## Your instructions:
Copy each line of the listing below where the word "assert" turns up.
START Data to examine
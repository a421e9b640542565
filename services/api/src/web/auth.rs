//! services/api/src/web/auth.rs
//!
//! Credential check endpoints and the password hashing used when accounts are created.

use crate::web::{
    envelope::{ErrorEnvelope, MessageEnvelope, UserEnvelope},
    error::HttpError,
    state::AppState,
};
use argon2::{
    password_hash::{rand_core::OsRng, PasswordHash, PasswordHasher, PasswordVerifier, SaltString},
    Argon2,
};
use axum::{
    extract::{rejection::JsonRejection, State},
    response::IntoResponse,
    Json,
};
use catalog_core::ports::{PortError, PortResult};
use catalog_core::projection::UserView;
use serde::Deserialize;
use std::sync::Arc;
use tracing::{error, info};
use utoipa::ToSchema;

//=========================================================================================
// Request Types
//=========================================================================================

#[derive(Deserialize, ToSchema)]
pub struct LoginRequest {
    #[serde(default)]
    pub email: String,
    #[serde(default, alias = "contrasena")]
    pub password: String,
}

//=========================================================================================
// Password Hashing
//=========================================================================================

/// Hashes a plain-text password into a PHC string with a fresh salt.
pub fn hash_password(password: &str) -> PortResult<String> {
    let salt = SaltString::generate(&mut OsRng);
    Argon2::default()
        .hash_password(password.as_bytes(), &salt)
        .map(|hash| hash.to_string())
        .map_err(|e| PortError::Unexpected(format!("Failed to hash password: {}", e)))
}

fn verify_password(password: &str, stored_hash: &str) -> bool {
    match PasswordHash::new(stored_hash) {
        Ok(parsed) => Argon2::default()
            .verify_password(password.as_bytes(), &parsed)
            .is_ok(),
        Err(e) => {
            error!("Stored password hash is unreadable: {:?}", e);
            false
        }
    }
}

//=========================================================================================
// Handlers
//=========================================================================================

/// POST /auth/login - Check an email and password pair
#[utoipa::path(
    post,
    path = "/auth/login",
    request_body = LoginRequest,
    responses(
        (status = 200, description = "Credentials are valid", body = UserEnvelope),
        (status = 400, description = "Email or password missing", body = ErrorEnvelope),
        (status = 401, description = "Invalid credentials", body = ErrorEnvelope),
        (status = 500, description = "Internal server error", body = ErrorEnvelope)
    ),
    tag = "auth"
)]
pub async fn login_handler(
    State(state): State<Arc<AppState>>,
    payload: Result<Json<LoginRequest>, JsonRejection>,
) -> Result<impl IntoResponse, HttpError> {
    let Json(req) = payload?;
    let email = req.email.trim().to_lowercase();
    if email.is_empty() || req.password.is_empty() {
        return Err(HttpError::bad_request("Email and password are required"));
    }

    let user = state
        .users
        .get_by_email(&email)
        .await?
        .ok_or_else(|| HttpError::unauthorized("Invalid email or password"))?;

    if !verify_password(&req.password, &user.password_hash) {
        return Err(HttpError::unauthorized("Invalid email or password"));
    }

    info!(user_id = %user.id, "User logged in");
    Ok(Json(UserEnvelope {
        success: true,
        data: UserView::from(user),
    }))
}

/// POST /auth/logout - Acknowledge a logout
#[utoipa::path(
    post,
    path = "/auth/logout",
    responses(
        (status = 200, description = "Logout acknowledged", body = MessageEnvelope)
    ),
    tag = "auth"
)]
pub async fn logout_handler() -> Json<MessageEnvelope> {
    Json(MessageEnvelope::ok("Logged out"))
}

#[cfg(test)]
mod tests {
    use super::*;

    #[test]
    fn hashed_password_verifies() {
        let hash = hash_password("s3cret").unwrap();
        assert!(hash.starts_with("$argon2"));
        assert!(verify_password("s3cret", &hash));
        assert!(!verify_password("wrong", &hash));
    }

    #[test]
    fn garbage_hash_never_verifies() {
        assert!(!verify_password("s3cret", "not-a-phc-string"));
    }
}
END Data to examine
## Result of this exercise:
        assert!(hash.starts_with("$argon2"));
        assert!(verify_password("s3cret", &hash));
        assert!(!verify_password("wrong", &hash));
        assert!(!verify_password("s3cret", "not-a-phc-string"));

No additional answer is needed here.